Saved entries
· · ·
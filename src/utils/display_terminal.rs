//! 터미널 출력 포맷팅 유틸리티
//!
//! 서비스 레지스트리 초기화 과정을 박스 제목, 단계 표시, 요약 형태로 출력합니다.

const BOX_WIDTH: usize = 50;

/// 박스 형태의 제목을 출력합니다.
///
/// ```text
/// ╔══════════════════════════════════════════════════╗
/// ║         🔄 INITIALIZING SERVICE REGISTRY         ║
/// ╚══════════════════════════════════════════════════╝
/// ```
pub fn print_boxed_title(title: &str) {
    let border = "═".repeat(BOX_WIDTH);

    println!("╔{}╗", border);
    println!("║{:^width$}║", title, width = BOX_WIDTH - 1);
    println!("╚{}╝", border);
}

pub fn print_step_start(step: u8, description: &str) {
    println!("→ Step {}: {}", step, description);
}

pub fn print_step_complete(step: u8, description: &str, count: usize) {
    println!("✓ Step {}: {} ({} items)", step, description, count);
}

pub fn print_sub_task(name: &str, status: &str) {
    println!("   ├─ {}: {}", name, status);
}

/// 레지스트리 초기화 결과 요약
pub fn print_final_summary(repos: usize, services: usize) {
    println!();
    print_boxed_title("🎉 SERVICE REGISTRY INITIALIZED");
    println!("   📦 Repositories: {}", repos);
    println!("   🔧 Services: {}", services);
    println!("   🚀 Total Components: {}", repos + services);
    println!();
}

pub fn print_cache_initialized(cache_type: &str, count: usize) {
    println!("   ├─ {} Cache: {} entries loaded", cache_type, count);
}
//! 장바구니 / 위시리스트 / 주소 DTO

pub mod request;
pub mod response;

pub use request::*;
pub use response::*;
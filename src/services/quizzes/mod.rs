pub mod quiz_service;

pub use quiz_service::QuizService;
· · ·
**Task statement:**
What is needed is an exact restatement of every record above.

**Response:**
filename src/utils/display_terminal.rs
//! 터미널 출력 포맷팅 유틸리티
//!
//! 서비스 레지스트리 초기화 과정을 박스 제목, 단계 표시, 요약 형태로 출력합니다.

const BOX_WIDTH: usize = 50;

/// 박스 형태의 제목을 출력합니다.
///
/// ```text
/// ╔══════════════════════════════════════════════════╗
/// ║         🔄 INITIALIZING SERVICE REGISTRY         ║
/// ╚══════════════════════════════════════════════════╝
/// ```
pub fn print_boxed_title(title: &str) {
    let border = "═".repeat(BOX_WIDTH);

    println!("╔{}╗", border);
    println!("║{:^width$}║", title, width = BOX_WIDTH - 1);
    println!("╚{}╝", border);
}

pub fn print_step_start(step: u8, description: &str) {
    println!("→ Step {}: {}", step, description);
}

pub fn print_step_complete(step: u8, description: &str, count: usize) {
    println!("✓ Step {}: {} ({} items)", step, description, count);
}

pub fn print_sub_task(name: &str, status: &str) {
    println!("   ├─ {}: {}", name, status);
}

/// 레지스트리 초기화 결과 요약
pub fn print_final_summary(repos: usize, services: usize) {
    println!();
    print_boxed_title("🎉 SERVICE REGISTRY INITIALIZED");
    println!("   📦 Repositories: {}", repos);
    println!("   🔧 Services: {}", services);
    println!("   🚀 Total Components: {}", repos + services);
    println!();
}

pub fn print_cache_initialized(cache_type: &str, count: usize) {
    println!("   ├─ {} Cache: {} entries loaded", cache_type, count);
}
//! 장바구니 / 위시리스트 / 주소 DTO

pub mod request;
pub mod response;

pub use request::*;
pub use response::*;
filename src/services/quizzes/mod.rs
pub mod quiz_service;

pub use quiz_service::QuizService;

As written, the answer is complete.